_WHAT THIS TASK INVOLVES_
All of the data that follows should be retyped exactly as it appears.

_STUDY MATERIAL_
================

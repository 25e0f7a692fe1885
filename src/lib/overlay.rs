use super::geo::{get_bounds, to_coordinates, Bounds, GeoCoordinate};
use super::geojson::{Feature, FeatureCollection, Geometry};
use serde::{Deserialize, Serialize};

pub const DEFAULT_CENTER: GeoCoordinate = GeoCoordinate {
    lat: 20.5937,
    lon: 78.9629,
};
pub const DEFAULT_ZOOM: u8 = 5;

/// Something to draw on a map. Coordinates are in `(lat, lon)` order.
#[derive(Serialize, Deserialize, Debug, Clone, PartialEq)]
#[serde(tag = "type", rename_all = "lowercase")]
pub enum Overlay {
    Marker {
        position: GeoCoordinate,
    },
    Polyline {
        paths: Vec<Vec<GeoCoordinate>>,
    },
}

#[derive(Serialize, Deserialize, Debug, Clone, PartialEq)]
pub struct MapView {
    pub center: GeoCoordinate,
    pub zoom: u8,
    pub bounds: Option<Bounds>,
}

fn get_overlay(feature: &Feature) -> Option<Overlay> {
    let overlay = match feature.geometry.as_ref()? {
        Geometry::Point { coordinates } => Overlay::Marker {
            position: coordinates.into(),
        },
        Geometry::LineString { coordinates } => Overlay::Polyline {
            paths: vec![to_coordinates(coordinates)],
        },
        Geometry::MultiLineString { coordinates } => Overlay::Polyline {
            paths: coordinates.iter().map(|line| to_coordinates(line)).collect(),
        },
        _ => return None,
    };
    Some(overlay)
}

/// Markers for points and polylines for line-like features, in collection
/// order. Other geometries are not drawn.
pub fn overlays(collection: &FeatureCollection) -> Vec<Overlay> {
    collection.iter().filter_map(get_overlay).collect()
}

/// Where to point a map that shows the whole collection.
pub fn map_view(collection: &FeatureCollection) -> MapView {
    let coordinates: Vec<GeoCoordinate> = collection
        .iter()
        .filter_map(|feature| feature.geometry.as_ref())
        .flat_map(Geometry::positions)
        .map(GeoCoordinate::from)
        .collect();
    let bounds = get_bounds(&coordinates);
    let center = bounds.map_or(DEFAULT_CENTER, |bounds| bounds.center());
    MapView {
        center,
        zoom: DEFAULT_ZOOM,
        bounds,
    }
}

#[cfg(test)]
mod tests {
    use super::*;
    use crate::test_helpers::{feature, line, point};

    #[test]
    fn overlays_swap_positions() {
        let collection = FeatureCollection::new(vec![
            point(13.4, 52.5),
            line(&[(9., 50.), (10., 51.)]),
            feature(Some(Geometry::Polygon {
                coordinates: vec![vec![vec![0., 0.], vec![1., 0.], vec![0., 0.]]],
            })),
            feature(None),
        ]);
        let original = collection.clone();
        let overlays = overlays(&collection);
        assert_eq!(
            overlays,
            vec![
                Overlay::Marker {
                    position: GeoCoordinate::new(52.5, 13.4)
                },
                Overlay::Polyline {
                    paths: vec![vec![
                        GeoCoordinate::new(50., 9.),
                        GeoCoordinate::new(51., 10.)
                    ]]
                },
            ]
        );
        assert_eq!(collection, original);
    }

    #[test]
    fn multi_line_string_overlay() {
        let collection = FeatureCollection::new(vec![feature(Some(Geometry::MultiLineString {
            coordinates: vec![vec![vec![0., 1.], vec![2., 3.]], vec![vec![4., 5.]]],
        }))]);
        match &overlays(&collection)[0] {
            Overlay::Polyline { paths } => {
                assert_eq!(paths.len(), 2);
                assert_eq!(paths[1], vec![GeoCoordinate::new(5., 4.)]);
            }
            other => panic!("expected polyline, got {:?}", other),
        }
    }

    #[test]
    fn serialize_marker() {
        let overlay = Overlay::Marker {
            position: GeoCoordinate::new(52.5, 13.4),
        };
        let json = serde_json::to_string(&overlay).unwrap();
        assert_eq!(
            json,
            r#"{"type":"marker","position":{"lat":52.5,"lon":13.4}}"#
        );
    }

    #[test]
    fn map_view_of_empty_collection() {
        let view = map_view(&FeatureCollection::default());
        assert_eq!(view.center, DEFAULT_CENTER);
        assert_eq!(view.zoom, DEFAULT_ZOOM);
        assert!(view.bounds.is_none());
    }

    #[test]
    fn map_view_covers_all_geometries() {
        let collection = FeatureCollection::new(vec![
            point(5., 49.),
            line(&[(6., 50.), (7., 49.)]),
            feature(None),
        ]);
        let view = map_view(&collection);
        let reference_bounds = Bounds {
            e: 7.,
            n: 50.,
            s: 49.,
            w: 5.,
        };
        assert_eq!(view.bounds, Some(reference_bounds));
        assert_eq!(view.center, GeoCoordinate::new(49.5, 6.));
    }
}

================

_ANSWER TO THIS TASK_
repository 25e0f7a692fe1885
filename src/lib/overlay.rs
use super::geo::{get_bounds, to_coordinates, Bounds, GeoCoordinate};
use super::geojson::{Feature, FeatureCollection, Geometry};
use serde::{Deserialize, Serialize};

pub const DEFAULT_CENTER: GeoCoordinate = GeoCoordinate {
    lat: 20.5937,
    lon: 78.9629,
};
pub const DEFAULT_ZOOM: u8 = 5;

/// Something to draw on a map. Coordinates are in `(lat, lon)` order.
#[derive(Serialize, Deserialize, Debug, Clone, PartialEq)]
#[serde(tag = "type", rename_all = "lowercase")]
pub enum Overlay {
    Marker {
        position: GeoCoordinate,
    },
    Polyline {
        paths: Vec<Vec<GeoCoordinate>>,
    },
}

#[derive(Serialize, Deserialize, Debug, Clone, PartialEq)]
pub struct MapView {
    pub center: GeoCoordinate,
    pub zoom: u8,
    pub bounds: Option<Bounds>,
}

fn get_overlay(feature: &Feature) -> Option<Overlay> {
    let overlay = match feature.geometry.as_ref()? {
        Geometry::Point { coordinates } => Overlay::Marker {
            position: coordinates.into(),
        },
        Geometry::LineString { coordinates } => Overlay::Polyline {
            paths: vec![to_coordinates(coordinates)],
        },
        Geometry::MultiLineString { coordinates } => Overlay::Polyline {
            paths: coordinates.iter().map(|line| to_coordinates(line)).collect(),
        },
        _ => return None,
    };
    Some(overlay)
}

/// Markers for points and polylines for line-like features, in collection
/// order. Other geometries are not drawn.
pub fn overlays(collection: &FeatureCollection) -> Vec<Overlay> {
    collection.iter().filter_map(get_overlay).collect()
}

/// Where to point a map that shows the whole collection.
pub fn map_view(collection: &FeatureCollection) -> MapView {
    let coordinates: Vec<GeoCoordinate> = collection
        .iter()
        .filter_map(|feature| feature.geometry.as_ref())
        .flat_map(Geometry::positions)
        .map(GeoCoordinate::from)
        .collect();
    let bounds = get_bounds(&coordinates);
    let center = bounds.map_or(DEFAULT_CENTER, |bounds| bounds.center());
    MapView {
        center,
        zoom: DEFAULT_ZOOM,
        bounds,
    }
}

#[cfg(test)]
mod tests {
    use super::*;
    use crate::test_helpers::{feature, line, point};

    #[test]
    fn overlays_swap_positions() {
        let collection = FeatureCollection::new(vec![
            point(13.4, 52.5),
            line(&[(9., 50.), (10., 51.)]),
            feature(Some(Geometry::Polygon {
                coordinates: vec![vec![vec![0., 0.], vec![1., 0.], vec![0., 0.]]],
            })),
            feature(None),
        ]);
        let original = collection.clone();
        let overlays = overlays(&collection);
        assert_eq!(
            overlays,
            vec![
                Overlay::Marker {
                    position: GeoCoordinate::new(52.5, 13.4)
                },
                Overlay::Polyline {
                    paths: vec![vec![
                        GeoCoordinate::new(50., 9.),
                        GeoCoordinate::new(51., 10.)
                    ]]
                },
            ]
        );
        assert_eq!(collection, original);
    }

    #[test]
    fn multi_line_string_overlay() {
        let collection = FeatureCollection::new(vec![feature(Some(Geometry::MultiLineString {
            coordinates: vec![vec![vec![0., 1.], vec![2., 3.]], vec![vec![4., 5.]]],
        }))]);
        match &overlays(&collection)[0] {
            Overlay::Polyline { paths } => {
                assert_eq!(paths.len(), 2);
                assert_eq!(paths[1], vec![GeoCoordinate::new(5., 4.)]);
            }
            other => panic!("expected polyline, got {:?}", other),
        }
    }

    #[test]
    fn serialize_marker() {
        let overlay = Overlay::Marker {
            position: GeoCoordinate::new(52.5, 13.4),
        };
        let json = serde_json::to_string(&overlay).unwrap();
        assert_eq!(
            json,
            r#"{"type":"marker","position":{"lat":52.5,"lon":13.4}}"#
        );
    }

    #[test]
    fn map_view_of_empty_collection() {
        let view = map_view(&FeatureCollection::default());
        assert_eq!(view.center, DEFAULT_CENTER);
        assert_eq!(view.zoom, DEFAULT_ZOOM);
        assert!(view.bounds.is_none());
    }

    #[test]
    fn map_view_covers_all_geometries() {
        let collection = FeatureCollection::new(vec![
            point(5., 49.),
            line(&[(6., 50.), (7., 49.)]),
            feature(None),
        ]);
        let view = map_view(&collection);
        let reference_bounds = Bounds {
            e: 7.,
            n: 50.,
            s: 49.,
            w: 5.,
        };
        assert_eq!(view.bounds, Some(reference_bounds));
        assert_eq!(view.center, GeoCoordinate::new(49.5, 6.));
    }
}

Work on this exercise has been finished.